What did that mean? Work, good wages, union jobs. A safer future for youth, now. Regenerative agriculture, good abundant cheap food. Housing and transit. Community-owned energy. Health care, elder care, and childcare. The right to breathe fresh air and drink clean water. A loving and safe home. Fewer prisons and more peace, more music, more love. Healthy communities created with community wealth and healthy democracy.

Frontline Detroit March and Rally on July 30. Photo by Michelle Martinez

Those are the aspirations of the climate justice movement — a movement that calls for the love of life. The climate justice movement is distinct from the climate movement in that it centers people no matter where they come from; it centers all living beings and actively seeks to dismantle the triplets of evil: racism, materialism, and militarism. 

Unfortunately, through the process that led to the Inflation Reduction Act, which President Joe Biden signed into law this week, we’ve seen a distinct break between the two. The climate and climate justice movements are now divided.

The IRA marks the single most significant investment in climate action in U.S. history. Big green groups from the Sierra Club to the League of Conservation Voters to the Evergreen Alliance are celebrating. But climate justice groups — like Climate Justice Alliance, Indigenous Environmental Network, and Center for Biological Diversity, are more circumspect.

I’ve been lucky to be a part of the climate justice movement led by Black, Indigenous, and people of the global majority — poor and working class people who want to build bridges to end systemic oppression. I have had the privilege to learn from elders and leaders who want to stop climate change and end the economic and political conditions that created the climate crisis in the first place, rip it from the root.

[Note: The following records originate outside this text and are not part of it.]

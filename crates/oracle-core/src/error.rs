// Copyright (C) 2025 SyncMyOrders Sp. z o.o.
// SPDX-License-Identifier: AGPL-3.0-or-later
//! Error types for oracle-core.
//!
//! A single error type is shared by the run store, the log consumption tracker
//! and both persistence backends. Each variant carries a stable error code so
//! callers can branch on the failure class without matching on messages.

use std::fmt;

use uuid::Uuid;

/// Result type using CoreError
pub type Result<T> = std::result::Result<T, CoreError>;

/// Errors surfaced by the run store and the log consumption tracker.
#[derive(Debug, Clone)]
#[non_exhaustive]
pub enum CoreError {
    /// The caller supplied a value that cannot be persisted as-is.
    ValidationError {
        /// The field that failed validation.
        field: String,
        /// The validation error message.
        message: String,
    },

    /// Pipeline run was not found.
    RunNotFound {
        /// The run ID that was not found.
        run_id: i64,
    },

    /// Task run was not found, or its run is no longer running or suspended.
    TaskRunNotFound {
        /// The task run ID.
        task_run_id: Uuid,
    },

    /// A log broadcast with this identity has already been recorded.
    BroadcastAlreadyExists {
        /// Chain the log was observed on.
        chain_id: i64,
        /// Hex-encoded block hash.
        block_hash: String,
        /// Index of the log within the block.
        log_index: i64,
        /// Subscribing job.
        job_id: i32,
    },

    /// Database operation failed.
    DatabaseError {
        /// The operation that failed.
        operation: String,
        /// Error details.
        details: String,
    },
}

impl CoreError {
    /// Get the error code string for this error type.
    pub fn error_code(&self) -> &'static str {
        match self {
            Self::ValidationError { .. } => "VALIDATION_ERROR",
            Self::RunNotFound { .. } => "RUN_NOT_FOUND",
            Self::TaskRunNotFound { .. } => "TASK_RUN_NOT_FOUND",
            Self::BroadcastAlreadyExists { .. } => "BROADCAST_ALREADY_EXISTS",
            Self::DatabaseError { .. } => "DATABASE_ERROR",
        }
    }

    /// True for "doesn't exist / already done" outcomes, as opposed to failures.
    pub fn is_not_found(&self) -> bool {
        matches!(
            self,
            Self::RunNotFound { .. } | Self::TaskRunNotFound { .. }
        )
    }

    pub(crate) fn validation(field: &str, message: impl Into<String>) -> Self {
        Self::ValidationError {
            field: field.to_string(),
            message: message.into(),
        }
    }

    pub(crate) fn database(operation: &str, err: impl fmt::Display) -> Self {
        Self::DatabaseError {
            operation: operation.to_string(),
            details: err.to_string(),
        }
    }
}

impl fmt::Display for CoreError {
    fn fmt(&self, f: &mut fmt::Formatter<'_>) -> fmt::Result {
        match self {
            Self::ValidationError { field, message } => {
                write!(f, "Validation error for '{}': {}", field, message)
            }
            Self::RunNotFound { run_id } => {
                write!(f, "Pipeline run {} not found", run_id)
            }
            Self::TaskRunNotFound { task_run_id } => {
                write!(
                    f,
                    "Task run '{}' not found or its run is no longer in progress",
                    task_run_id
                )
            }
            Self::BroadcastAlreadyExists {
                chain_id,
                block_hash,
                log_index,
                job_id,
            } => {
                write!(
                    f,
                    "Log broadcast already exists for job {} (chain {}, block {}, log index {})",
                    job_id, chain_id, block_hash, log_index
                )
            }
            Self::DatabaseError { operation, details } => {
                write!(f, "Database error during '{}': {}", operation, details)
            }
        }
    }
}

impl std::error::Error for CoreError {}

impl From<sqlx::Error> for CoreError {
    fn from(err: sqlx::Error) -> Self {
        CoreError::database("query", err)
    }
}

/// Wrap a sqlx error with the name of the operation that failed.
pub(crate) fn db(operation: &'static str) -> impl FnOnce(sqlx::Error) -> CoreError {
    move |err| CoreError::database(operation, err)
}

/// Returns true when a sqlx error is a unique-constraint violation.
pub(crate) fn is_unique_violation(err: &sqlx::Error) -> bool {
    err.as_database_error()
        .map(|db_err| db_err.is_unique_violation())
        .unwrap_or(false)
}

When climate justice leaders call for climate action, it is not about just reducing and eliminating  carbon —  though we know that is needed. Climate justice calls for a qualitatively different outcome for all people, a foundational change in our society so there can no longer be corporate billionaires with outsized control over the decisions that impact our lives. 

Climate action focusing solely on carbon is termed “carbon fundamentalism,” a concept from a global movement seeded at the Conference of Parties (COP) in the wake of the Kyoto Protocol. Gopal Dayaneni writes that carbon fundamentalism views the problem of climate change as a “technical one, which can be addressed through narrow technological or policy solutions, …a strategic construct of the center-right.” Such a constricted solution, he writes, “hides the larger ecological context and the inequitable economic system that got us here.”

When climate technocrats aim their singular focus on greenhouse gases, not the conditions for their existence or their historical and future impacts, it creates a leadership vacuum in the climate movement. It ignores root causes, giving average people no role, no voice, nor place for dissent. The resulting policy designs inevitably benefit the status quo — fossil fuel corporations and the inequitable, extractive economic systems in which they thrive. 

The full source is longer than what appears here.